## What is required:
Go to the line containing "self.timeout = timeout;" in the records below and print it and every following line exactly, on through the line containing "async fn invoke(&self, thread_id: &str, call: &ToolCall)", then stop.

Stored data
+---+
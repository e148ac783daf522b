use crate::agent::ToolRegistry;
use crate::error::AgentError;
use crate::retrieval::RetrievalContextStore;
use crate::tools::RETRIEVAL_TOOL_NAME;
use crate::traits::{Message, ToolCall, ToolContext};
use futures_util::FutureExt;
use serde_json::{Value, json};
use std::any::Any;
use std::panic::AssertUnwindSafe;
use std::sync::Arc;
use std::time::Duration;

const DEFAULT_TOOL_TIMEOUT: Duration = Duration::from_secs(60);

/// Runs the calls of one assistant message and turns every outcome, failures
/// included, into a tool message bound to the originating call id.
pub struct ToolDispatcher {
    registry: Arc<ToolRegistry>,
    retrieval: Arc<RetrievalContextStore>,
    timeout: Duration,
}

impl ToolDispatcher {
    pub fn new(registry: Arc<ToolRegistry>, retrieval: Arc<RetrievalContextStore>) -> Self {
        Self {
            registry,
            retrieval,
            timeout: DEFAULT_TOOL_TIMEOUT,
        }
    }

    pub fn with_timeout(mut self, timeout: Duration) -> Self {
        self.timeout = timeout;
        self
    }

    pub fn registry(&self) -> &Arc<ToolRegistry> {
        &self.registry
    }

    /// Sequential, in request order. Always one result per call.
    pub async fn dispatch_all(&self, thread_id: &str, calls: &[ToolCall]) -> Vec<Message> {
        let mut results = Vec::with_capacity(calls.len());
        for call in calls {
            results.push(self.dispatch(thread_id, call).await);
        }
        results
    }

    pub async fn dispatch(&self, thread_id: &str, call: &ToolCall) -> Message {
        let content = match self.invoke(thread_id, call).await {
            Ok(content) => content,
            Err(err) => {
                tracing::warn!(thread_id, tool = %call.name, error = %err, "Tool call failed");
                render_error(&err)
            }
        };
        Message::tool_result(call.id.clone(), call.name.clone(), content)
    }

    async fn invoke(&self, thread_id: &str, call: &ToolCall) -> Result<String, AgentError> {
        let tool = self
            .registry
            .find(&call.name)
            .ok_or_else(|| AgentError::ToolNotFound(call.name.clone()))?;

        let args = call.parsed_arguments().map_err(|e| {
            AgentError::ToolInvocation(format!("invalid arguments for '{}': {}", call.name, e))
        })?;

        let mut ctx = ToolContext::new(thread_id);
        if call.name == RETRIEVAL_TOOL_NAME {
            let retriever = self
                .retrieval
                .lookup(thread_id)
                .ok_or(AgentError::RetrievalContextMissing)?;
            ctx = ctx.with_retriever(retriever);
        }

        tracing::debug!(thread_id, tool = %call.name, remote = tool.is_remote(), "Invoking tool");

        let execution = AssertUnwindSafe(tool.execute(Value::Object(args), &ctx)).catch_unwind();
        let result = tokio::time::timeout(self.timeout, execution)
            .await
            .map_err(|_| {
                AgentError::ToolInvocation(format!(
                    "tool '{}' timed out after {:?}",
                    call.name, self.timeout
                ))
            })?
            .map_err(|panic| {
                AgentError::ToolInvocation(format!(
                    "tool '{}' panicked: {}",
                    call.name,
                    panic_message(&*panic)
                ))
            })?
            .map_err(|e| AgentError::ToolInvocation(format!("{:#}", e)))?;

        if !result.success {
            tracing::warn!(thread_id, tool = %call.name, "Tool reported an error");
        }
        Ok(result.into_content())
    }
}

fn panic_message(payload: &(dyn Any + Send)) -> &str {
    payload
        .downcast_ref::<&str>()
        .copied()
        .or_else(|| payload.downcast_ref::<String>().map(String::as_str))
        .unwrap_or("unknown panic")
}

fn render_error(err: &AgentError) -> String {
    match err {
        AgentError::RetrievalContextMissing => json!({ "error": err.to_string() }).to_string(),
        other => format!("Error: {}", other),
    }
}

#[cfg(test)]
mod tests {
    use super::*;
    use crate::agent::testing::{EchoTool, FailingTool, PanickingTool, SlowTool};
    use crate::retrieval::{DocumentSource, KeywordIndexer};
    use crate::tools::RetrievalTool;

    fn dispatcher() -> (ToolDispatcher, Arc<EchoTool>, Arc<RetrievalContextStore>) {
        let registry = Arc::new(ToolRegistry::new());
        let echo = Arc::new(EchoTool::named("echo"));
        registry.register(echo.clone());
        registry.register(Arc::new(RetrievalTool::new()));
        registry.register(Arc::new(FailingTool::new("broken", "disk on fire")));
        registry.register(Arc::new(SlowTool::new("sleepy", Duration::from_secs(5))));
        registry.register(Arc::new(PanickingTool::new("explodes", "index out of range")));

        let retrieval = Arc::new(RetrievalContextStore::new(Arc::new(KeywordIndexer::new(
            200, 20, 2,
        ))));
        let dispatcher = ToolDispatcher::new(registry, retrieval.clone())
            .with_timeout(Duration::from_millis(50));
        (dispatcher, echo, retrieval)
    }

    #[tokio::test]
    async fn one_result_per_call_in_order() {
        let (dispatcher, echo, _) = dispatcher();
        let calls = vec![
            ToolCall::new("c1", "echo", r#"{"n": 1}"#),
            ToolCall::new("c2", "missing", "{}"),
            ToolCall::new("c3", "echo", r#"{"n": 3}"#),
        ];

        let results = dispatcher.dispatch_all("t1", &calls).await;
        assert_eq!(results.len(), 3);
        let ids: Vec<&str> = results
            .iter()
            .map(|m| match m {
                Message::Tool { tool_call_id, .. } => tool_call_id.as_str(),
                _ => panic!("expected tool message"),
            })
            .collect();
        assert_eq!(ids, vec!["c1", "c2", "c3"]);
        assert_eq!(echo.invocations(), 2);

        let first: Value = serde_json::from_str(results[0].content()).unwrap();
        assert_eq!(first["args"]["n"], 1);
        assert_eq!(first["thread"], "t1");
    }

    #[tokio::test]
    async fn unknown_tool_is_content_not_error() {
        let (dispatcher, _, _) = dispatcher();
        let msg = dispatcher
            .dispatch("t1", &ToolCall::new("c1", "weather", "{}"))
            .await;
        assert_eq!(msg.content(), "Error: Tool 'weather' not found.");
        assert!(matches!(msg, Message::Tool { ref tool_name, .. } if tool_name == "weather"));
    }

    #[tokio::test]
    async fn unknown_tool_with_bad_arguments_is_not_found() {
        let (dispatcher, _, _) = dispatcher();
        let msg = dispatcher
            .dispatch("t1", &ToolCall::new("c1", "weather", "{not json"))
            .await;
        assert_eq!(msg.content(), "Error: Tool 'weather' not found.");
    }

    #[tokio::test]
    async fn panicking_tool_becomes_error_result() {
        let (dispatcher, _, _) = dispatcher();
        let results = dispatcher
            .dispatch_all(
                "t1",
                &[
                    ToolCall::new("c1", "explodes", "{}"),
                    ToolCall::new("c2", "echo", "{}"),
                ],
            )
            .await;
        assert_eq!(results.len(), 2);
        assert_eq!(
            results[0].content(),
            "Error: tool 'explodes' panicked: index out of range"
        );
        assert!(!results[1].content().starts_with("Error"));
    }

    #[tokio::test]
    async fn retrieval_without_document() {
        let (dispatcher, _, _) = dispatcher();
        let msg = dispatcher
            .dispatch("t1", &ToolCall::new("c1", RETRIEVAL_TOOL_NAME, r#"{"query": "x"}"#))
            .await;
        assert_eq!(
            msg.content(),
            r#"{"error":"No document indexed for this chat. Upload a document first."}"#
        );
    }

    #[tokio::test]
    async fn retrieval_uses_thread_document() {
        let (dispatcher, _, retrieval) = dispatcher();
        retrieval
            .associate(
                "t1",
                DocumentSource::text("faq.txt", "Refunds are processed within five business days."),
            )
            .await
            .unwrap();

        let call = ToolCall::new("c1", RETRIEVAL_TOOL_NAME, r#"{"query": "refunds"}"#);
        let msg = dispatcher.dispatch("t1", &call).await;
        let body: Value = serde_json::from_str(msg.content()).unwrap();
        assert!(body["context"][0].as_str().unwrap().contains("Refunds"));

        let other = dispatcher.dispatch("t2", &call).await;
        assert!(other.content().contains("No document indexed"));
    }

    #[tokio::test]
    async fn malformed_arguments() {
        let (dispatcher, echo, _) = dispatcher();
        let msg = dispatcher
            .dispatch("t1", &ToolCall::new("c1", "echo", "{not json"))
            .await;
        assert!(msg.content().starts_with("Error: invalid arguments for 'echo':"));

        let msg = dispatcher
            .dispatch("t1", &ToolCall::new("c2", "echo", "[1, 2]"))
            .await;
        assert!(msg.content().starts_with("Error: invalid arguments for 'echo':"));
        assert_eq!(echo.invocations(), 0);

        let msg = dispatcher
            .dispatch("t1", &ToolCall::new("c3", "echo", ""))
            .await;
        assert!(!msg.content().starts_with("Error"));
        assert_eq!(echo.invocations(), 1);
    }

    #[tokio::test]
    async fn failure_and_timeout_become_content() {
        let (dispatcher, _, _) = dispatcher();
        let msg = dispatcher
            .dispatch("t1", &ToolCall::new("c1", "broken", "{}"))
            .await;
        assert_eq!(msg.content(), "Error: disk on fire");

        let msg = dispatcher
            .dispatch("t1", &ToolCall::new("c2", "sleepy", "{}"))
            .await;
        assert_eq!(msg.content(), "Error: tool 'sleepy' timed out after 50ms");
    }
}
+---+
## Answer to the exercise:
        self.timeout = timeout;
        self
    }

    pub fn registry(&self) -> &Arc<ToolRegistry> {
        &self.registry
    }

    /// Sequential, in request order. Always one result per call.
    pub async fn dispatch_all(&self, thread_id: &str, calls: &[ToolCall]) -> Vec<Message> {
        let mut results = Vec::with_capacity(calls.len());
        for call in calls {
            results.push(self.dispatch(thread_id, call).await);
        }
        results
    }

    pub async fn dispatch(&self, thread_id: &str, call: &ToolCall) -> Message {
        let content = match self.invoke(thread_id, call).await {
            Ok(content) => content,
            Err(err) => {
                tracing::warn!(thread_id, tool = %call.name, error = %err, "Tool call failed");
                render_error(&err)
            }
        };
        Message::tool_result(call.id.clone(), call.name.clone(), content)
    }

    async fn invoke(&self, thread_id: &str, call: &ToolCall) -> Result<String, AgentError> {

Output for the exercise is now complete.